É certo que estou, aqui, especulando, mas eu entenderia se alguém me dissesse isso. Socialmente, sabemos que as mulheres são muito mais cobradas pelo bem-estar familiar que os homens. Não me parece absurdo que essa cobrança social pese também na escolha da carreira. Se uma mulher não se sentir especialmente vocacionada a uma carreira específica, não me parece irrazoável que ela pretenda se estabilizar mais rapidamente, além de poupar a si e aos seus de um risco. Não que todas as mulheres queiram isso, entendam bem. Mas eu acho que isso pode ser um fator responsável pela distorção estatística verificada.

Em síntese, meus caros, quero encerrar essa longa postagem com uma conclusão bem simples: nossa sociedade ainda está em dívida com as mulheres. Ainda temos condições sociais, não inteiramente identificadas, que afastam as mulheres das principais posições de poder no âmbito dos concursos públicos. Acho que essas causas são muito profundas e não serão resolvidas apenas no âmbito dos próprios concursos. O importante é a conscientização acerca do fato, para que possamos pensar, no futuro, na sua solução. Nossa igualdade ainda é muito mais de papel do que de fato. E isso é muito triste.

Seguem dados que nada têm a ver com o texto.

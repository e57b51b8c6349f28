//! Query error types
//!
//! Error codes:
//! - BOOKDB_QUERY_INVALID (REJECT)
//! - BOOKDB_INVALID_SORT_DIRECTION (REJECT)
//! - BOOKDB_INVALID_PAGE_SIZE (REJECT)

use std::fmt;

/// Severity levels for query errors
#[derive(Debug, Clone, Copy, PartialEq, Eq)]
pub enum Severity {
    /// Client request rejected
    Reject,
}

impl fmt::Display for Severity {
    fn fmt(&self, f: &mut fmt::Formatter<'_>) -> fmt::Result {
        match self {
            Severity::Reject => write!(f, "REJECT"),
        }
    }
}

/// Query-specific error codes
#[derive(Debug, Clone, Copy, PartialEq, Eq)]
pub enum QueryErrorCode {
    /// Malformed query structure
    QueryInvalid,
    /// Sort direction other than 1 or -1
    InvalidSortDirection,
    /// Page size of zero
    InvalidPageSize,
}

impl QueryErrorCode {
    /// Returns the string code
    pub fn code(&self) -> &'static str {
        match self {
            QueryErrorCode::QueryInvalid => "BOOKDB_QUERY_INVALID",
            QueryErrorCode::InvalidSortDirection => "BOOKDB_INVALID_SORT_DIRECTION",
            QueryErrorCode::InvalidPageSize => "BOOKDB_INVALID_PAGE_SIZE",
        }
    }

    /// Returns the severity level for this error
    pub fn severity(&self) -> Severity {
        Severity::Reject
    }
}

impl fmt::Display for QueryErrorCode {
    fn fmt(&self, f: &mut fmt::Formatter<'_>) -> fmt::Result {
        write!(f, "{}", self.code())
    }
}

/// Query error type with full context
#[derive(Debug, Clone)]
pub struct QueryError {
    code: QueryErrorCode,
    message: String,
    field: Option<String>,
}

impl QueryError {
    /// Create a query invalid error
    pub fn query_invalid(reason: impl Into<String>) -> Self {
        Self {
            code: QueryErrorCode::QueryInvalid,
            message: reason.into(),
            field: None,
        }
    }

    /// Create a query invalid error attached to a field
    pub fn invalid_field(field: impl Into<String>, reason: impl Into<String>) -> Self {
        let f = field.into();
        Self {
            code: QueryErrorCode::QueryInvalid,
            message: format!("Field '{}': {}", f, reason.into()),
            field: Some(f),
        }
    }

    /// Create an invalid sort direction error
    pub fn invalid_sort_direction(direction: i32) -> Self {
        Self {
            code: QueryErrorCode::InvalidSortDirection,
            message: format!("Sort direction must be 1 or -1, got {}", direction),
            field: None,
        }
    }

    /// Create an invalid page size error
    pub fn invalid_page_size(page_size: u64) -> Self {
        Self {
            code: QueryErrorCode::InvalidPageSize,
            message: format!("Page size must be positive, got {}", page_size),
            field: None,
        }
    }

    /// Returns the error code
    pub fn code(&self) -> QueryErrorCode {
        self.code
    }

    /// Returns the severity level
    pub fn severity(&self) -> Severity {
        self.code.severity()
    }

    /// Returns the error message
    pub fn message(&self) -> &str {
        &self.message
    }

    /// Returns the field name if applicable
    pub fn field(&self) -> Option<&str> {
        self.field.as_deref()
    }
}

impl fmt::Display for QueryError {
    fn fmt(&self, f: &mut fmt::Formatter<'_>) -> fmt::Result {
        write!(
            f,
            "[{}] {}: {}",
            self.code.severity(),
            self.code.code(),
            self.message
        )
    }
}

impl std::error::Error for QueryError {}

/// Result type for query operations
pub type QueryResult<T> = Result<T, QueryError>;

P.S.: Uma curiosidade final. O MPSP adota a louvável iniciativa de publicar um relatório com estatísticas do concurso. Nele constam o número de inscritos, de aprovados em cada uma das etapas, de desistentes, ausentes, inscrições indeferidas e o nome de todos os aprovados, com as faculdades em que se graduaram. Muitos detalhes, não é? Não consta, nesse relatório, qualquer referência ao número de mulheres candidatas, desistentes ou aprovadas, informação que, certamente, está no sistema de inscrições. Irrelevante?